[[ Stored data open ]]
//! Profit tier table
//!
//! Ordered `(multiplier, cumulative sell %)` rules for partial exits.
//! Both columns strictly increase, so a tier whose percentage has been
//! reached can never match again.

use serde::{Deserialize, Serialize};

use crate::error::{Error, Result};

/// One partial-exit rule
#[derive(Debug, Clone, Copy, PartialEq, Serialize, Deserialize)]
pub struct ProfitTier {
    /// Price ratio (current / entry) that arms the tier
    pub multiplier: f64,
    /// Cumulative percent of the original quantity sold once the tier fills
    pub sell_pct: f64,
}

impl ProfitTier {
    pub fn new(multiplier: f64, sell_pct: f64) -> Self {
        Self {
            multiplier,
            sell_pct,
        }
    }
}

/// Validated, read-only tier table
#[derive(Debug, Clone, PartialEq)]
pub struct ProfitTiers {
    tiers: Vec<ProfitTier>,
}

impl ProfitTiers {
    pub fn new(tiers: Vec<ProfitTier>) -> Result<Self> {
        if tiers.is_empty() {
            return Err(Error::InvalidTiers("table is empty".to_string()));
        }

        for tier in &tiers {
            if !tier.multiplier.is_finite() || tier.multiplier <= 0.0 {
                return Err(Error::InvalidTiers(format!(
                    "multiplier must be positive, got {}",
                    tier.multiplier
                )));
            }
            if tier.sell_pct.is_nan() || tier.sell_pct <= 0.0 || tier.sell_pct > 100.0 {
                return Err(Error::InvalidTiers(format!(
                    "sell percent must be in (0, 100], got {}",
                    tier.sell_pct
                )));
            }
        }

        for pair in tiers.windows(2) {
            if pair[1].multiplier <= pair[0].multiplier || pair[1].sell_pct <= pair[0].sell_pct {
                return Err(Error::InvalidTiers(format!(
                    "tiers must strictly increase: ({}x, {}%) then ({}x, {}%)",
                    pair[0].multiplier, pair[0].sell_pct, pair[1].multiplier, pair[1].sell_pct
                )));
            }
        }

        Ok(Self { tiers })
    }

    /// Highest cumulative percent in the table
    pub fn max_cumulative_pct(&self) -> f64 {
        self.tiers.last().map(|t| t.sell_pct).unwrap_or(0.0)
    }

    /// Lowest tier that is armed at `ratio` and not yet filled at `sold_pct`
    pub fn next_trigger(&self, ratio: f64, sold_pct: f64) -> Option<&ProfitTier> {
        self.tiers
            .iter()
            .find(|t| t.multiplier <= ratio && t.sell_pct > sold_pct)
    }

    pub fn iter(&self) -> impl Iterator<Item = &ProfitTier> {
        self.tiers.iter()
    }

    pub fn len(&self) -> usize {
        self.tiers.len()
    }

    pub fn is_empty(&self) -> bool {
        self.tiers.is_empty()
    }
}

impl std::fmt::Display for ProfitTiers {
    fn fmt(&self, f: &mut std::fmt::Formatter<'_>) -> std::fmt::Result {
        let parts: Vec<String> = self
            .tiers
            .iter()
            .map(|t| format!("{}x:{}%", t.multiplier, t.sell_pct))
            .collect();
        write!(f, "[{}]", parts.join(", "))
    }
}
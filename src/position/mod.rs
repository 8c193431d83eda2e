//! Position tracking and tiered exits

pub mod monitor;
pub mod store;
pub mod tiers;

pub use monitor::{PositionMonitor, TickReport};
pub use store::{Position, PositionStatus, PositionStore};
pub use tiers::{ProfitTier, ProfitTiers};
[[ Stored data closed ]]
[[ Stored data open ]]
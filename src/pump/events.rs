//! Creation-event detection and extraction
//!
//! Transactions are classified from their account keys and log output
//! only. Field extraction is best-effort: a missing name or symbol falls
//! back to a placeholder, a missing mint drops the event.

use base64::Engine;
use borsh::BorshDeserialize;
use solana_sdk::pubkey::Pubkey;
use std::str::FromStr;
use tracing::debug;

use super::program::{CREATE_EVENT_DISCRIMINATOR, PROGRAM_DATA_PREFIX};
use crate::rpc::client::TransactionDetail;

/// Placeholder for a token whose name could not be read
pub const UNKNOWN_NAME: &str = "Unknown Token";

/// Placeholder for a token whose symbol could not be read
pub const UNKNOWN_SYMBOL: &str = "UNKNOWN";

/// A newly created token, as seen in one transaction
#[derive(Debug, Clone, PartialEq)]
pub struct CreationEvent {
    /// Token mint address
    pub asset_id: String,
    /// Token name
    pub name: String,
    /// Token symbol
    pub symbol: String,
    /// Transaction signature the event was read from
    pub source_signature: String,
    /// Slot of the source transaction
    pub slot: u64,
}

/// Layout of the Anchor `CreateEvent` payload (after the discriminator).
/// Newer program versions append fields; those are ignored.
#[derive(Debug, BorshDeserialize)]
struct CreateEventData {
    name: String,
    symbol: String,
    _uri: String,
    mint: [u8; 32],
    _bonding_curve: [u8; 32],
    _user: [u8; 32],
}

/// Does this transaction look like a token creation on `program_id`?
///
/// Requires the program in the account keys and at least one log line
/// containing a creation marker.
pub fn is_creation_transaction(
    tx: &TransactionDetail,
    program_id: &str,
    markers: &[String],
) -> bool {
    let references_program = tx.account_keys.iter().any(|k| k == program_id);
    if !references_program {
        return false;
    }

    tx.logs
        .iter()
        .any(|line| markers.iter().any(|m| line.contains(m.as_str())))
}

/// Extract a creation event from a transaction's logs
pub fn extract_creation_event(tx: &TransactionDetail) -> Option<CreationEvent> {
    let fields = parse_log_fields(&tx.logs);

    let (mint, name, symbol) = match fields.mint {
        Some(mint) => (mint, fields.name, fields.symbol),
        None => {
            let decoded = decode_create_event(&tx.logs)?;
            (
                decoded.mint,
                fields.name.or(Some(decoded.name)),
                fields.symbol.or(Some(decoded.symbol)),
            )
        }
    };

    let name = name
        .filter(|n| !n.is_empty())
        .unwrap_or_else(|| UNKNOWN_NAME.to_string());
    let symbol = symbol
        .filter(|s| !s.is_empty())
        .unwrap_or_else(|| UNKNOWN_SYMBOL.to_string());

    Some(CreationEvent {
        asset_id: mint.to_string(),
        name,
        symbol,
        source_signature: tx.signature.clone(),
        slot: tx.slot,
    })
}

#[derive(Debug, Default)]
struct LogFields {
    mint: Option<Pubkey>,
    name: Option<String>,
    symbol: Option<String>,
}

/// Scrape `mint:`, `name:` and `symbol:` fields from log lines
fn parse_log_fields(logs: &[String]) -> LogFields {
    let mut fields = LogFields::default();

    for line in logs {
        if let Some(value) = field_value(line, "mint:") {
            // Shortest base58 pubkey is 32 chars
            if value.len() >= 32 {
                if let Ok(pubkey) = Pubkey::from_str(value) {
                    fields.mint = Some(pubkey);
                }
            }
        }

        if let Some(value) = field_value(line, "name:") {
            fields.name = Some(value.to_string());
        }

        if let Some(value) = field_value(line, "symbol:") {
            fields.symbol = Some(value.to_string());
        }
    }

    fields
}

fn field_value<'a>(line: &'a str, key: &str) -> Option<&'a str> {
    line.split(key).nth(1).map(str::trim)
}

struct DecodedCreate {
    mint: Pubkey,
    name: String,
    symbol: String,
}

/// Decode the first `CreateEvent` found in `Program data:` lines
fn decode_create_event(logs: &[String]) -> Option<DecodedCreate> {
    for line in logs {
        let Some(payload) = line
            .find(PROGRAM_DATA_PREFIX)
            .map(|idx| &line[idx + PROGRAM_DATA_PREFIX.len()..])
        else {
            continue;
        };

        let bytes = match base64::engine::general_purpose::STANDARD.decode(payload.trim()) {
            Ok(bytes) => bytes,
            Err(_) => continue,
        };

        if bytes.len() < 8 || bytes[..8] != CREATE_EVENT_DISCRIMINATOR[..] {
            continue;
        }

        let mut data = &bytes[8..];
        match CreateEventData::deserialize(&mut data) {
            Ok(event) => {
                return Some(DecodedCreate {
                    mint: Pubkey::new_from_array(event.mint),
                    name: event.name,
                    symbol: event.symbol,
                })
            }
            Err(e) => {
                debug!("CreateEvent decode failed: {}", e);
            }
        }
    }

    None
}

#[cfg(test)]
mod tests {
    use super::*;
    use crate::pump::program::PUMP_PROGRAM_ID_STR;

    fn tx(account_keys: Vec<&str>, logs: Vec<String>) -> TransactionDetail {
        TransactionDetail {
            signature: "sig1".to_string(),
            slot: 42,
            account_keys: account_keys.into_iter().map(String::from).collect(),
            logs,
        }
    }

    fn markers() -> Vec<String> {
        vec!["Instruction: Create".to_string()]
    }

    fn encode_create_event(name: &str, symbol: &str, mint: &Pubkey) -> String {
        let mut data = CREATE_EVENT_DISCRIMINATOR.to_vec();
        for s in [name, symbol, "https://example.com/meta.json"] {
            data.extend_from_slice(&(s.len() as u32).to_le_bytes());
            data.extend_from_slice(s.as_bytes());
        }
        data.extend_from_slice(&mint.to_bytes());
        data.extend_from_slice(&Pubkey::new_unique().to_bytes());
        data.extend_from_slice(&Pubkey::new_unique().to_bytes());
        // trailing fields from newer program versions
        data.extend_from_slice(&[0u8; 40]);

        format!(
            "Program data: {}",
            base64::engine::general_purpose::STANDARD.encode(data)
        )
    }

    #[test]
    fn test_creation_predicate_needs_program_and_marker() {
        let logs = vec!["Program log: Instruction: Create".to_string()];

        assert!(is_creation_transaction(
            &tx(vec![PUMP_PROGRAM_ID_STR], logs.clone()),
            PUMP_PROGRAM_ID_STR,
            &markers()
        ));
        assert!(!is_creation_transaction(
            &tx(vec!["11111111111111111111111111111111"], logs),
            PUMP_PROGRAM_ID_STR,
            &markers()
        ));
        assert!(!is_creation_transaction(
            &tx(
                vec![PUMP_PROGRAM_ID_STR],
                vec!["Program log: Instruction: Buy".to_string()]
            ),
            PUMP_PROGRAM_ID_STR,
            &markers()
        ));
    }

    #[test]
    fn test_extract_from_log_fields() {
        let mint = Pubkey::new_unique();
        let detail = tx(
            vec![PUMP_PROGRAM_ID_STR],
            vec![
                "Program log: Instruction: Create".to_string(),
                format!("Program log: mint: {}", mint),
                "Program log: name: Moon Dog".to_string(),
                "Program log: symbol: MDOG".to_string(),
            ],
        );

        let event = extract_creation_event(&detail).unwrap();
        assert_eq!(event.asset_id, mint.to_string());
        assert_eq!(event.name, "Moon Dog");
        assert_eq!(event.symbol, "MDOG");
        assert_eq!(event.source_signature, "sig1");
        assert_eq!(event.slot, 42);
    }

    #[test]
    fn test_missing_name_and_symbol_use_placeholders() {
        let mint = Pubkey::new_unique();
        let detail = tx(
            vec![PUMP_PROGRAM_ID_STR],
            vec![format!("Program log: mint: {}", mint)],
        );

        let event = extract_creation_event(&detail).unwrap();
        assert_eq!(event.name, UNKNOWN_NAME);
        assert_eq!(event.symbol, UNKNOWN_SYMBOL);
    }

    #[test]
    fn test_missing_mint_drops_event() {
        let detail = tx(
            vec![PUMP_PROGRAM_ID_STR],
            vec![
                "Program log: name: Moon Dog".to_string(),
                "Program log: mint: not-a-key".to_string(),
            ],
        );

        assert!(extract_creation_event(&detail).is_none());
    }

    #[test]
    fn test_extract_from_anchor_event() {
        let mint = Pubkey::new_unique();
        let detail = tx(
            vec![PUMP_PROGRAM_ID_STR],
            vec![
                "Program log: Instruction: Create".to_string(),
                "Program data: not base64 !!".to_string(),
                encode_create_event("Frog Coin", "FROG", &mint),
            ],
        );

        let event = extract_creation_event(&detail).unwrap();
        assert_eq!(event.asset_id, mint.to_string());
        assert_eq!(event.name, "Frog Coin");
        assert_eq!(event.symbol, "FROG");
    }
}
[[ Stored data closed ]]
[[ Stored data open ]]
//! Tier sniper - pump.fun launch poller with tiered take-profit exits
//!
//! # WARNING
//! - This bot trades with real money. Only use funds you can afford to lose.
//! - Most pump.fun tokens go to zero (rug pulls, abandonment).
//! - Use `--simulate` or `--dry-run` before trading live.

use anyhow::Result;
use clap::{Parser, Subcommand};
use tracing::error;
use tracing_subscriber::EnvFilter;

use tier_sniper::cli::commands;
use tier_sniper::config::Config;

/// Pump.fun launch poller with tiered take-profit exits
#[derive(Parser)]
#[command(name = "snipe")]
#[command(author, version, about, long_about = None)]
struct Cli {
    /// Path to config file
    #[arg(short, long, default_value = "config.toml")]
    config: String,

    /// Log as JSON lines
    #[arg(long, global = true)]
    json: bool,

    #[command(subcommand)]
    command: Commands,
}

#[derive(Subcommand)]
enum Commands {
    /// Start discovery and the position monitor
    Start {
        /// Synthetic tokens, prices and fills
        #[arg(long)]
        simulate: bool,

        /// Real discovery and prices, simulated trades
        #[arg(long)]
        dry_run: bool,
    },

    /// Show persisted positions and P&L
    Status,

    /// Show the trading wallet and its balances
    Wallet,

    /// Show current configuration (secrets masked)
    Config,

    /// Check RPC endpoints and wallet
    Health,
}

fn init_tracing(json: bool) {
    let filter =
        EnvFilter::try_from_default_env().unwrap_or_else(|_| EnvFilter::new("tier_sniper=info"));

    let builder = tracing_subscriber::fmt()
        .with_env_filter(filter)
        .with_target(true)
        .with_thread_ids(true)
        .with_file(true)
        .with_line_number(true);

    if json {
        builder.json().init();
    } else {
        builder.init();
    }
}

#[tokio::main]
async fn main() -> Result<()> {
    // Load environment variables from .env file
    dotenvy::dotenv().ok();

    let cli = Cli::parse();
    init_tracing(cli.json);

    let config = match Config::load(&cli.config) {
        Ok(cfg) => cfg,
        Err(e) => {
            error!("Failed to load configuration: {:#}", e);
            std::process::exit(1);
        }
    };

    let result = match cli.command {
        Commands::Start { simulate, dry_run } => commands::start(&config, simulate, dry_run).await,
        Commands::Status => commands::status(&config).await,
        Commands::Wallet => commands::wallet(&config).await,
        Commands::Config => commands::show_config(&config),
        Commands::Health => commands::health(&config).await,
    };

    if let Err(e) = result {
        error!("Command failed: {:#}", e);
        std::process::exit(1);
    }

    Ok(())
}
[[ Stored data closed ]]
-- Instructions for the task --
Select, from the listing, all lines that include the word "DecodedCreate".

-- Task response --
struct DecodedCreate {
fn decode_create_event(logs: &[String]) -> Option<DecodedCreate> {
                return Some(DecodedCreate {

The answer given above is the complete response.